Sakarya’da Tekel kampusu

Bilen bilir, fena olur Ankara’nın ayazı, hele gecesi… dışarıda kalana “Allah
yardım etsin” dedirtir. Sakarya’da günlerdir ölümüne direnen Tekel işçilerinin derme çatma naylon çadırlarının arasında dolaşıyorum. Hem içerisi hem dışarısı hınca hınç insan do...

Tarih:

Bilen bilir, fena olur Ankara’nın ayazı, hele gecesi… dışarıda kalana “Allah
yardım etsin” dedirtir. Sakarya’da günlerdir ölümüne direnen Tekel işçilerinin derme çatma naylon çadırlarının arasında dolaşıyorum. Hem içerisi hem dışarısı hınca hınç insan dolu hem öyle bir insan; yürekli insan, onurlu insan…

Tekel işçisi kampus koymuş çadırının ismini. Sağlı sollu kampuslar… Tekel İzmir kampusu, Adıyaman kampusu, Trabzon kampusu, Adana kampusu… diye uzayıp gidiyor. Hem öğreniyor Tekel işçisi hem öğretiyor. Hem ders alıyor, hem ders veriyor. Hayat dersi, insanlık dersi…

Varsın hava buz gibi olsun, tir tir titretsin… En dayanılmaz soğuğu ısıtıyor, dize getiriyor Tekel işçisi. Tıpkı iktidarı dize getirir gibi… Bir yandan çadırının ateşi, diğer yandan alev alev yüreğinin ateşi… Tayyip Erdoğan ateşle oynuyor.

Ve Ankara halkı… Sakarya esnafı kucak açmış, kol kanat olmuş Tekel işçisine. Tekelci her şeyin farkında; “Ankara halkı bizimle varını yoğunu paylaştı ve paylaşıyor” diyor. AKP dışında birçok siyasi parti ve emek örgütleri, omuz veriyor Tekel işçisine.
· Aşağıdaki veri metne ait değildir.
//! Tree-walk evaluator.
//!
//! Owns the globals frame (preloaded with the native functions), the current
//! environment pointer, and the resolution map produced by the resolver.
//! Statement execution and expression evaluation dispatch on the tree shape;
//! `return` and `break` travel as [`Unwind`] values and are caught exactly at
//! their targets, never anywhere else.

use crate::class::{LoxClass, LoxInstance};
use crate::environment::{EnvRef, Environment};
use crate::error::LoxError;
use crate::expr::{Expr, ExprId};
use crate::function::LoxFunction;
use crate::stmt::{FunctionDecl, Stmt};
use crate::token::{Token, TokenType};
use crate::value::Value;

use std::cell::RefCell;
use std::collections::HashMap;
use std::io::{self, Write};
use std::rc::Rc;
use std::time::{SystemTime, UNIX_EPOCH};

use log::debug;

/// Non-local control flow raised during evaluation.
///
/// `Break` unwinds to the nearest enclosing `While`, `Return` to the
/// enclosing call; `Error` is a genuine runtime error headed for the top.
pub(crate) enum Unwind {
    Break,
    Return(Value),
    Error(LoxError),
}

impl From<LoxError> for Unwind {
    fn from(error: LoxError) -> Self {
        Unwind::Error(error)
    }
}

type Exec = Result<(), Unwind>;
type Eval = Result<Value, Unwind>;

pub struct Interpreter {
    globals: EnvRef,
    environment: EnvRef,
    locals: HashMap<ExprId, usize>,
    output: Box<dyn Write>,
}
//! Lexical scope frames.
//!
//! An environment is a map of names to values plus a link to its enclosing
//! frame. Frames are shared (`Rc<RefCell<_>>`): a closure and the block that
//! created it both hold the same frame, so assignments made after capture are
//! observed by the closure.

use crate::value::Value;
use std::cell::RefCell;
use std::collections::HashMap;
use std::rc::Rc;

pub type EnvRef = Rc<RefCell<Environment>>;

pub struct Environment {
    values: HashMap<String, Value>,
    enclosing: Option<EnvRef>,
}

impl Environment {
    pub fn new() -> Self {
        Environment {
            values: HashMap::new(),
            enclosing: None,
        }
    }

    pub fn with_enclosing(enclosing: EnvRef) -> Self {
        Environment {
            values: HashMap::new(),
            enclosing: Some(enclosing),
        }
    }

    /// Bind a name in this frame, shadowing any outer binding.
    pub fn define(&mut self, name: &str, value: Value) {
        self.values.insert(name.to_string(), value);
    }

    /// Read a name, searching outward through enclosing frames.
    pub fn get(&self, name: &str) -> Option<Value> {
        if let Some(value) = self.values.get(name) {
            Some(value.clone())
        } else if let Some(enclosing) = &self.enclosing {
            enclosing.borrow().get(name)
        } else {
            None
        }
    }

    /// Overwrite an existing binding, searching outward. Returns false when
    /// the name is not bound anywhere on the chain.
    pub fn assign(&mut self, name: &str, value: Value) -> bool {
        if self.values.contains_key(name) {
            self.values.insert(name.to_string(), value);
            true
        } else if let Some(enclosing) = &self.enclosing {
            enclosing.borrow_mut().assign(name, value)
        } else {
            false
        }
    }

    /// Read a name from exactly `distance` frames up the chain.
    pub fn get_at(env: &EnvRef, distance: usize, name: &str) -> Option<Value> {
        let frame = Self::ancestor(env, distance)?;
        let value = frame.borrow().values.get(name).cloned();
        value
    }

    /// Write a name exactly `distance` frames up the chain. Returns false
    /// when the chain is shorter than `distance`.
    pub fn assign_at(env: &EnvRef, distance: usize, name: &str, value: Value) -> bool {
        match Self::ancestor(env, distance) {
            Some(frame) => {
                frame.borrow_mut().values.insert(name.to_string(), value);
                true
            }

            None => false,
        }
    }

    fn ancestor(env: &EnvRef, distance: usize) -> Option<EnvRef> {
        let mut frame: EnvRef = env.clone();

        for _ in 0..distance {
            let enclosing = frame.borrow().enclosing.clone()?;
            frame = enclosing;
        }

        Some(frame)
    }
}

impl Default for Environment {
    fn default() -> Self {
        Self::new()
    }
}

#[cfg(test)]
mod tests {
    use super::*;

    #[test]
    fn define_then_get() {
        let mut env = Environment::new();
        env.define("x", Value::Number(1.0));

        assert_eq!(env.get("x"), Some(Value::Number(1.0)));
        assert_eq!(env.get("y"), None);
    }

    #[test]
    fn get_searches_enclosing_frames() {
        let globals: EnvRef = Rc::new(RefCell::new(Environment::new()));
        globals.borrow_mut().define("x", Value::Number(1.0));

        let inner = Environment::with_enclosing(globals.clone());
        assert_eq!(inner.get("x"), Some(Value::Number(1.0)));
    }

    #[test]
    fn assign_updates_the_owning_frame() {
        let globals: EnvRef = Rc::new(RefCell::new(Environment::new()));
        globals.borrow_mut().define("x", Value::Number(1.0));

        let mut inner = Environment::with_enclosing(globals.clone());
        assert!(inner.assign("x", Value::Number(2.0)));
        assert!(!inner.assign("missing", Value::Nil));

        assert_eq!(globals.borrow().get("x"), Some(Value::Number(2.0)));
    }

    #[test]
    fn get_at_walks_exactly_the_requested_distance() {
        let globals: EnvRef = Rc::new(RefCell::new(Environment::new()));
        globals.borrow_mut().define("x", Value::Number(1.0));

        let middle: EnvRef = Rc::new(RefCell::new(Environment::with_enclosing(globals.clone())));
        middle.borrow_mut().define("x", Value::Number(2.0));

        let inner: EnvRef = Rc::new(RefCell::new(Environment::with_enclosing(middle)));

        assert_eq!(
            Environment::get_at(&inner, 1, "x"),
            Some(Value::Number(2.0))
        );
        assert_eq!(
            Environment::get_at(&inner, 2, "x"),
            Some(Value::Number(1.0))
        );
        assert_eq!(Environment::get_at(&inner, 3, "x"), None);
    }
}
İşçi Partisi ilk günden kurmuş çay ocağını. Geceli gündüzlü hizmet veriyor Tekelciye. Burada her şey paylaşılıyor; pasta da, börek de, sevinç de, hüzün de…

İşçi Partisi’nin çay ocağı süreç içerisinde, Tekel işçisinin ocağına dönüşmüş. Çadırlara gelen çayları, şekerleri, Tekel işçisi alıp doğru İşçi Partisi’nin çay ocağına
getiriyor; “Zaten çayımızı siz yapıyorsunuz. Allah sizden razı olsun” diyor.

İzmirlisinden Trabzonlusuna, Adanalısından Diyarbakırlısına, Adıyamanlısına, Hataylısına kadar tüm Tekel işçileri direnişin başladığı ilk günden bu yana kendileriyle
birlikte aynı kaderi paylaşan İşçi Partilileri çok iyi izliyor.

Ve gecenin ayazı. Yine İşçi Partisi’nin çay ocağındayız. Bir ara çay ocağının sobası sönmüş. Bir Tekelci iyice üşümüş olmalı, hızlı adımlarla geldi sobaya yanaştı bir de baktı ki soba yanmıyor. Çay vermekle meşgul olan İşçi Partili arkadaş “ Odun tükendi biraz sonra yakacağız” dedi. Tekelci, o anda gözden kayboldu. Biraz sonra kucağında odunlarla geri geldi ve aynen şöyle söyledi: “Biz burada İşçi Partisi’nin ateşini söndürtür müyüz?” Ve odunlar sobaya kondu, çakıldı kibrit. Bir yandan Tekel işçilerinin ateşi, diğer yandan İşçi Partisi’nin ateşi birlikte yanmaya devam etti.

Tekel işçisi kararlı; “Hakkımı almadan bir yere gitmem!” diyor; “ Buradan benim ölüm çıkar!”

Bu işin ciddiyetini hâlâ anlamayanlara bir çift sözüm var: O insanların gözlerine iyi bakın. Anlayamadınız mı? Bir daha bakın, iyice bakın. Göreceksiniz o kararlılığı…

Ankara’nın ayazında Tekel işçisi direniyor. Ateşler yanmaya devam ediyor. Tayyip Erdoğan ateşle oynuyor.